World: r3wp

Join the discussions in the REBOL3 world...

[Parse] Discussion of PARSE dialect

older newer	first last
Geomol 27-Apr-2011 [5687]	Found a trick to parse integers in blocks. Let's say, I want to parse this block: [year 2011] The rule can't be ['year 2011], because 2011 in this case is a counter for number of next element (none here). So normally, I would do something like ['year set y integer! ( ... )] and checking the y variable and create a fail rule, in case it's not 2011. But this is the trick: >> parse [year 2011] ['year 1 1 2011] == true Two numbers mean repeat the next pattern a number of times, and in this case, the pattern can be an integer itself.
onetom 27-Apr-2011 [5688]	:) nice
Gregg 27-Apr-2011 [5689]	I wouldn't call it a trick John, just a non-obvious syntax. I haven't used it much, but I wrote a func a long time ago when I needed it for something. literalize-int-rules: func [template /local mark] [ ; Turn a single integer value into a quantity-of-one integer ; rule for parse (e.g. 1 becomes 1 1 1, 4 becomes 1 1 4). rule: [ any [ into rule \| mark: integer! (insert mark [1 1]) 2 skip \| skip ] ] parse template rule template ]
Ladislav 27-Apr-2011 [5690]	Yes, John, handling of such values has been discussed a while ago. That is why in R3 the QUOTE directive has been defined.

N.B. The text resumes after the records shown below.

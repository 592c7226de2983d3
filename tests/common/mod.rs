use std::env;
use std::sync::{Arc, Mutex as StdMutex};

use anyhow::{anyhow, Context, Result};
use axum::body::Body;
use axum::http::{Method, Request, StatusCode};
use axum::Router;
use collabdoc::config::AppConfig;
use collabdoc::db::{self, PgPool};
use collabdoc::notify::{EventPublisher, Update};
use collabdoc::routes::{self, AGENT_HEADER};
use collabdoc::state::AppState;
use diesel::connection::SimpleConnection;
use diesel::PgConnection;
use diesel_migrations::{embed_migrations, EmbeddedMigrations, MigrationHarness};
use http_body_util::BodyExt;
use once_cell::sync::Lazy;
use serde::Serialize;
use serde_json::Value;
use tokio::sync::Mutex;
use tower::util::ServiceExt;
use uuid::Uuid;

const MIGRATIONS: EmbeddedMigrations = embed_migrations!("migrations");

static DB_LOCK: Lazy<Mutex<()>> = Lazy::new(|| Mutex::new(()));

/// Keeps every update instead of sending it to a hub.
#[derive(Default)]
pub struct FakePublisher {
    updates: StdMutex<Vec<Update>>,
}

impl EventPublisher for FakePublisher {
    fn publish(&self, update: Update) {
        if let Ok(mut guard) = self.updates.lock() {
            guard.push(update);
        }
    }
}

impl FakePublisher {
    #[allow(dead_code)]
    pub fn events(&self) -> Vec<&'static str> {
        self.updates
            .lock()
            .map(|guard| guard.iter().map(|update| update.event).collect())
            .unwrap_or_default()
    }

    #[allow(dead_code)]
    pub fn updates(&self) -> Vec<Update> {
        self.updates
            .lock()
            .map(|guard| guard.clone())
            .unwrap_or_default()
    }
}

pub struct TestApp {
    pub state: AppState,
    router: Router,
    publisher: Arc<FakePublisher>,
}

impl TestApp {
    pub async fn new() -> Result<Self> {
        let database_url = env::var("TEST_DATABASE_URL")
            .context("TEST_DATABASE_URL must be set for integration tests")?;

        let config = AppConfig {
            database_url,
            database_max_pool_size: db::DEFAULT_MAX_POOL_SIZE,
            server_host: "127.0.0.1".to_string(),
            server_port: 0,
            cors_allowed_origin: None,
            public_base_url: Some("https://docs.test/".to_string()),
            mercure: None,
        };

        let pool = db::init_pool_with_size(&config.database_url, config.database_max_pool_size)?;
        prepare_database(&pool).await?;

        let publisher = Arc::new(FakePublisher::default());
        let publisher_for_state: Arc<dyn EventPublisher> = publisher.clone();
        let state = AppState::new(pool, config, publisher_for_state);
        let router = routes::create_router(state.clone());

        Ok(Self {
            state,
            router,
            publisher,
        })
    }

    pub async fn cleanup(&self) -> Result<()> {
        let pool = self.state.pool.clone();
        tokio::task::spawn_blocking(move || -> Result<()> {
            let mut conn = pool
                .get()
                .map_err(|err| anyhow!("failed to get cleanup connection: {err}"))?;
            truncate_all(&mut conn)?;
            Ok(())
        })
        .await
        .context("cleanup task panicked")?
    }

    #[allow(dead_code)]
    pub fn publisher(&self) -> Arc<FakePublisher> {
        self.publisher.clone()
    }

    async fn send(
        &self,
        method: Method,
        path: &str,
        body: Option<Vec<u8>>,
        agent: Option<Uuid>,
    ) -> Result<hyper::Response<Body>> {
        let mut builder = Request::builder().method(method).uri(path);
        if body.is_some() {
            builder = builder.header("content-type", "application/json");
        }
        if let Some(agent) = agent {
            builder = builder.header(AGENT_HEADER, agent.to_string());
        }
        let request = builder.body(body.map(Body::from).unwrap_or_else(Body::empty))?;
        Ok(self
            .router
            .clone()
            .oneshot(request)
            .await
            .expect("infallible response"))
    }

    pub async fn post_json<T: Serialize + ?Sized>(
        &self,
        path: &str,
        payload: &T,
        agent: Option<Uuid>,
    ) -> Result<hyper::Response<Body>> {
        let body = serde_json::to_vec(payload)?;
        self.send(Method::POST, path, Some(body), agent).await
    }

    #[allow(dead_code)]
    pub async fn patch_json<T: Serialize + ?Sized>(
        &self,
        path: &str,
        payload: &T,
        agent: Option<Uuid>,
    ) -> Result<hyper::Response<Body>> {
        let body = serde_json::to_vec(payload)?;
        self.send(Method::PATCH, path, Some(body), agent).await
    }

    #[allow(dead_code)]
    pub async fn put_json<T: Serialize + ?Sized>(
        &self,
        path: &str,
        payload: &T,
        agent: Option<Uuid>,
    ) -> Result<hyper::Response<Body>> {
        let body = serde_json::to_vec(payload)?;
        self.send(Method::PUT, path, Some(body), agent).await
    }

    pub async fn get(&self, path: &str, agent: Option<Uuid>) -> Result<hyper::Response<Body>> {
        self.send(Method::GET, path, None, agent).await
    }

    #[allow(dead_code)]
    pub async fn delete(&self, path: &str, agent: Option<Uuid>) -> Result<hyper::Response<Body>> {
        self.send(Method::DELETE, path, None, agent).await
    }

    /// Decodes a JSON answer after checking its status.
    #[allow(dead_code)]
    pub async fn expect_json(
        &self,
        response: hyper::Response<Body>,
        status: StatusCode,
    ) -> Result<Value> {
        let actual = response.status();
        let body = body_to_vec(response.into_body()).await?;
        anyhow::ensure!(
            actual == status,
            "expected {status}, got {actual}: {}",
            String::from_utf8_lossy(&body)
        );
        if body.is_empty() {
            return Ok(Value::Null);
        }
        Ok(serde_json::from_slice(&body)?)
    }

    /// Creates a session and joins it as `pseudo`. Returns the session JSON
    /// and the participant id.
    #[allow(dead_code)]
    pub async fn session_with_participant(&self, title: &str, pseudo: &str) -> Result<(Value, Uuid)> {
        let created = self
            .post_json("/api/sessions", &serde_json::json!({ "title": title }), None)
            .await?;
        let session = self.expect_json(created, StatusCode::CREATED).await?;
        let code = session["invite_code"]
            .as_str()
            .context("session without invite code")?
            .to_string();

        let joined = self
            .post_json(
                &format!("/api/sessions/join/{code}"),
                &serde_json::json!({ "pseudo": pseudo }),
                None,
            )
            .await?;
        let joined = self.expect_json(joined, StatusCode::OK).await?;
        let participant_id = uuid_at(&joined, "/participant/id")?;
        Ok((session, participant_id))
    }
}

pub async fn acquire_db_lock() -> tokio::sync::MutexGuard<'static, ()> {
    DB_LOCK.lock().await
}

pub async fn body_to_vec(body: Body) -> Result<Vec<u8>> {
    let collected = body
        .collect()
        .await
        .map_err(|err| anyhow!("failed to read response body: {err}"))?;
    Ok(collected.to_bytes().to_vec())
}

#[allow(dead_code)]
pub fn uuid_at(value: &Value, pointer: &str) -> Result<Uuid> {
    let raw = value
        .pointer(pointer)
        .and_then(Value::as_str)
        .with_context(|| format!("missing {pointer} in {value}"))?;
    Ok(Uuid::parse_str(raw)?)
}

async fn prepare_database(pool: &PgPool) -> Result<()> {
    let pool = pool.clone();
    tokio::task::spawn_blocking(move || -> Result<()> {
        let mut conn = pool
            .get()
            .map_err(|err| anyhow!("failed to acquire connection: {err}"))?;
        conn.run_pending_migrations(MIGRATIONS)
            .map_err(|err| anyhow!("failed to run migrations: {err}"))?;
        truncate_all(&mut conn)?;
        Ok(())
    })
    .await
    .context("migration task panicked")?
}

fn truncate_all(conn: &mut PgConnection) -> Result<()> {
    conn.batch_execute(
        "TRUNCATE TABLE votes, decisions, annotations, document_versions, documents, participants, sessions CASCADE;",
    )
    .context("failed to truncate tables")?;
    Ok(())
}
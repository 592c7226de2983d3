use std::sync::Arc;

use diesel::{
    pg::PgConnection,
    r2d2::{ConnectionManager, PooledConnection},
};

use crate::{
    config::AppConfig,
    db::PgPool,
    error::{AppError, AppResult},
    notify::EventPublisher,
};

type PgPooledConnection = PooledConnection<ConnectionManager<PgConnection>>;

#[derive(Clone)]
pub struct AppState {
    pub pool: PgPool,
    pub config: Arc<AppConfig>,
    pub publisher: Arc<dyn EventPublisher>,
}

impl AppState {
    pub fn new(pool: PgPool, config: AppConfig, publisher: Arc<dyn EventPublisher>) -> Self {
        Self {
            pool,
            config: Arc::new(config),
            publisher,
        }
    }

    pub fn db(&self) -> AppResult<PgPooledConnection> {
        self.pool
            .get()
            .map_err(|err| AppError::internal(format!("database pool error: {err}")))
    }
}
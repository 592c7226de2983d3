use std::net::SocketAddr;
use std::sync::Arc;

use tokio::net::TcpListener;
use tower::make::Shared;
use tracing_subscriber::EnvFilter;

use collabdoc::config::AppConfig;
use collabdoc::db;
use collabdoc::notify::{EventPublisher, MercurePublisher, NullPublisher};
use collabdoc::routes;
use collabdoc::state::AppState;

#[tokio::main]
async fn main() -> anyhow::Result<()> {
    dotenv::dotenv().ok();
    init_tracing();

    let config = AppConfig::from_env()?;
    tracing::info!(
        component = "api",
        database_url = %config.redacted_database_url(),
        pool_size = config.database_max_pool_size,
        server_host = %config.server_host,
        server_port = config.server_port,
        mercure_enabled = config.mercure.is_some(),
        "loaded configuration"
    );
    let pool = db::init_pool_with_size(&config.database_url, config.database_max_pool_size)?;
    let applied = db::run_migrations(&pool)?;
    if applied > 0 {
        tracing::info!(applied, "applied pending migrations");
    }

    let publisher: Arc<dyn EventPublisher> = match &config.mercure {
        Some(mercure) => Arc::new(MercurePublisher::from_config(mercure)?),
        None => Arc::new(NullPublisher),
    };

    let listen_addr: SocketAddr =
        format!("{}:{}", config.server_host, config.server_port).parse()?;
    let state = AppState::new(pool, config, publisher);
    let router = routes::create_router(state);

    let listener = TcpListener::bind(listen_addr).await?;
    tracing::info!("listening on {}", listen_addr);

    axum::serve(listener, Shared::new(router)).await?;
    Ok(())
}

fn init_tracing() {
    let filter = EnvFilter::try_from_default_env().unwrap_or_else(|_| EnvFilter::new("info"));
    tracing_subscriber::fmt()
        .with_env_filter(filter)
        .with_target(false)
        .compact()
        .init();
}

Geomol 28-Apr-2011 [5691x2]	Nice!
Geomol 28-Apr-2011 [5691x2]	In http://en.wikibooks.org/wiki/REBOL_Programming/Language_Features/Parse/Parse_expressions#Parse_idioms The idiom Description: "Range of times operator" Operation: a: [m n b] Idiom: a: [m b (k: n - m) [k [b \| c: fail] \| :c]] only seem to be true, when n >= m. When n < m, parse works as if the rule was a: [n b]

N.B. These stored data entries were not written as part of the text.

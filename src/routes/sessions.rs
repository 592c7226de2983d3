use axum::{
    extract::{Path, State},
    http::StatusCode,
    Json,
};
use serde::Deserialize;
use serde_json::{json, Value};
use uuid::Uuid;

use crate::enums::SessionStatus;
use crate::error::{AppError, AppResult};
use crate::services::sessions;
use crate::state::AppState;
use crate::views::{participant_view, session_view, session_views_with_stats, ParticipantView, SessionView};

use super::{parse_choice, parse_id, parse_optional_id, required};

const INVALID_SESSION_ID: &str = "ID de session invalide";

#[derive(Deserialize)]
pub struct CreateSessionRequest {
    pub title: Option<String>,
    pub description: Option<String>,
}

#[derive(Deserialize)]
pub struct CreateAgentSessionRequest {
    pub title: Option<String>,
    pub description: Option<String>,
    pub agent_name: Option<String>,
}

#[derive(Deserialize)]
pub struct JoinSessionRequest {
    pub pseudo: Option<String>,
    #[serde(default)]
    pub is_agent: bool,
}

#[derive(Deserialize)]
pub struct UpdateStatusRequest {
    pub status: Option<String>,
}

#[derive(Deserialize)]
pub struct HeartbeatRequest {
    pub participant_id: Option<String>,
    pub current_document_id: Option<String>,
}

pub async fn create_session(
    State(state): State<AppState>,
    Json(payload): Json<CreateSessionRequest>,
) -> AppResult<(StatusCode, Json<SessionView>)> {
    let title = required(payload.title.as_deref(), "Le titre est requis")?;
    let mut conn = state.db()?;
    let session = sessions::create_session(&mut conn, title, payload.description)?;
    Ok((StatusCode::CREATED, Json(session_view(&session))))
}

/// Creates a session and joins it as an agent in one call.
pub async fn create_agent_session(
    State(state): State<AppState>,
    Json(payload): Json<CreateAgentSessionRequest>,
) -> AppResult<(StatusCode, Json<Value>)> {
    let title = required(payload.title.as_deref(), "Le titre est requis")?;
    let mut conn = state.db()?;
    let created = sessions::create_agent_session(
        &mut conn,
        state.publisher.as_ref(),
        title,
        payload.description,
        payload.agent_name.as_deref(),
    )?;

    let session_id = created.session.id;
    let base = state
        .config
        .public_base_url
        .as_deref()
        .unwrap_or("")
        .trim_end_matches('/');
    Ok((
        StatusCode::CREATED,
        Json(json!({
            "session": session_view(&created.session),
            "agent": {
                "participant_id": created.agent.id,
                "pseudo": created.agent.pseudo,
                "color": created.agent.color,
            },
            "endpoints": {
                "documents": format!("/api/mcp/sessions/{session_id}/documents"),
                "status": format!("/api/mcp/sessions/{session_id}/status"),
                "heartbeat": format!("/api/sessions/{session_id}/heartbeat"),
            },
            "invite_url": format!("{base}/session/join?code={}", created.session.invite_code),
        })),
    ))
}

pub async fn list_sessions(State(state): State<AppState>) -> AppResult<Json<Value>> {
    let mut conn = state.db()?;
    let rows = sessions::list_sessions(&mut conn)?;
    let views = session_views_with_stats(&mut conn, &rows)?;
    Ok(Json(json!({ "sessions": views })))
}

pub async fn get_session(
    State(state): State<AppState>,
    Path(id): Path<String>,
) -> AppResult<Json<SessionView>> {
    let session_id = parse_id(&id, INVALID_SESSION_ID)?;
    let mut conn = state.db()?;
    let session = sessions::find_session(&mut conn, session_id)?;
    let mut views = session_views_with_stats(&mut conn, std::slice::from_ref(&session))?;
    views
        .pop()
        .map(Json)
        .ok_or_else(|| AppError::not_found("Session non trouvée"))
}

pub async fn join_session(
    State(state): State<AppState>,
    Path(invite_code): Path<String>,
    Json(payload): Json<JoinSessionRequest>,
) -> AppResult<Json<Value>> {
    let pseudo = required(payload.pseudo.as_deref(), "Le pseudo est requis")?;
    let mut conn = state.db()?;
    let session = sessions::find_by_invite_code(&mut conn, invite_code.trim())?
        .ok_or_else(|| AppError::not_found("Code d'invitation invalide"))?;

    if session.status == SessionStatus::Archived.as_str() {
        return Err(AppError::gone("Cette session est archivée"));
    }

    let participant = sessions::join_session(
        &mut conn,
        state.publisher.as_ref(),
        &session,
        pseudo,
        payload.is_agent,
    )?;

    Ok(Json(json!({
        "session": session_view(&session),
        "participant": {
            "id": participant.id,
            "pseudo": participant.pseudo,
            "color": participant.color,
            "is_agent": participant.is_agent,
        },
    })))
}

/// Participants seen during the last 30 seconds.
pub async fn list_participants(
    State(state): State<AppState>,
    Path(id): Path<String>,
) -> AppResult<Json<Value>> {
    let session_id = parse_id(&id, INVALID_SESSION_ID)?;
    let mut conn = state.db()?;
    let session = sessions::find_session(&mut conn, session_id)?;
    let online: Vec<ParticipantView> = sessions::online_participants(&mut conn, session.id)?
        .iter()
        .map(participant_view)
        .collect();
    Ok(Json(json!({ "participants": online })))
}

pub async fn update_status(
    State(state): State<AppState>,
    Path(id): Path<String>,
    Json(payload): Json<UpdateStatusRequest>,
) -> AppResult<Json<SessionView>> {
    let session_id = parse_id(&id, INVALID_SESSION_ID)?;
    let mut conn = state.db()?;
    let session = sessions::find_session(&mut conn, session_id)?;
    let status: SessionStatus = parse_choice(
        required(payload.status.as_deref(), "Statut invalide")?,
        "Statut invalide",
    )?;

    let updated =
        sessions::update_session_status(&mut conn, state.publisher.as_ref(), &session, status)?;
    tracing::info!(session_id = %updated.id, status = %status, "session status changed");
    Ok(Json(session_view(&updated)))
}

pub async fn heartbeat(
    State(state): State<AppState>,
    Path(id): Path<String>,
    Json(payload): Json<HeartbeatRequest>,
) -> AppResult<Json<Value>> {
    let participant_id = parse_id(
        required(payload.participant_id.as_deref(), "participant_id est requis")?,
        "participant_id invalide",
    )?;
    let current_document_id = parse_optional_id(
        payload.current_document_id.as_deref(),
        "current_document_id invalide",
    )?;
    let session_id = parse_id(&id, INVALID_SESSION_ID)?;

    let mut conn = state.db()?;
    let session = sessions::find_session(&mut conn, session_id)?;
    let participant = sessions::find_participant(&mut conn, participant_id)?;
    if participant.session_id != session.id {
        return Err(AppError::not_found("Participant non trouvé"));
    }

    sessions::touch_presence(
        &mut conn,
        state.publisher.as_ref(),
        &participant,
        current_document_id,
    )?;
    Ok(Json(json!({ "status": "ok" })))
}

pub async fn regenerate_invite_code(
    State(state): State<AppState>,
    Path(id): Path<String>,
) -> AppResult<Json<SessionView>> {
    let session_id: Uuid = parse_id(&id, INVALID_SESSION_ID)?;
    let mut conn = state.db()?;
    let session = sessions::find_session(&mut conn, session_id)?;
    let updated = sessions::regenerate_invite_code(&mut conn, &session)?;
    tracing::info!(session_id = %updated.id, "invite code regenerated");
    Ok(Json(session_view(&updated)))
}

Ladislav 28-Apr-2011 [5693x4]	That is somewhat surprising, do you see any difference?
	(I don't)
	aha, sorry, you are right
	Corrected, should be better now.
Sunanda 29-Apr-2011 [5697]	Can an R2 parse expert help me with an efficient parse, please? I've got a set of bbcode-type tags, eg: tags: [ "[a]" "[b]" "[cc]" ] And I've got a data string that includes those (and other) tags, eg: data: "xxxx[a]aa aa[b]xxxx[a] yyyy[d]yyy[cc]dd[e]ddd[b][A]zz[zz" What I'd like is the data string split at the designated tags, eg: [ "[a]" "aa aa" "[b]" "xxxx" "[a]" " yyyy[d]yyy" "[cc]" "dd[e]ddd" "[b]" "" "[A]" "zz[zz" ] Thanks!
Maxim 29-Apr-2011 [5698]	rebol [] =tags=: [ "[a]" \| "[b]" \| "[cc]" ] data: "xxxx[a]aa aa[b]xxxx[a] yyyy[d]yyy[cc]dd[e]ddd[b][A]zz[zz" blk: [] parse/all data [ start: any [ here: copy tag =tags= there: ( append blk copy/part start here append blk tag ) start: \| skip ] (append blk start) ] ?? blk ask ""
Steeve 29-Apr-2011 [5699]	should be better including [ to "[" ] at the right place
Maxim 29-Apr-2011 [5700x2]	no since notice that he's not loading all [tags] just those he really wants.
Maxim 29-Apr-2011 [5700x2]	(maybe I misunderstood why you'd want a [ to "[" ] :-)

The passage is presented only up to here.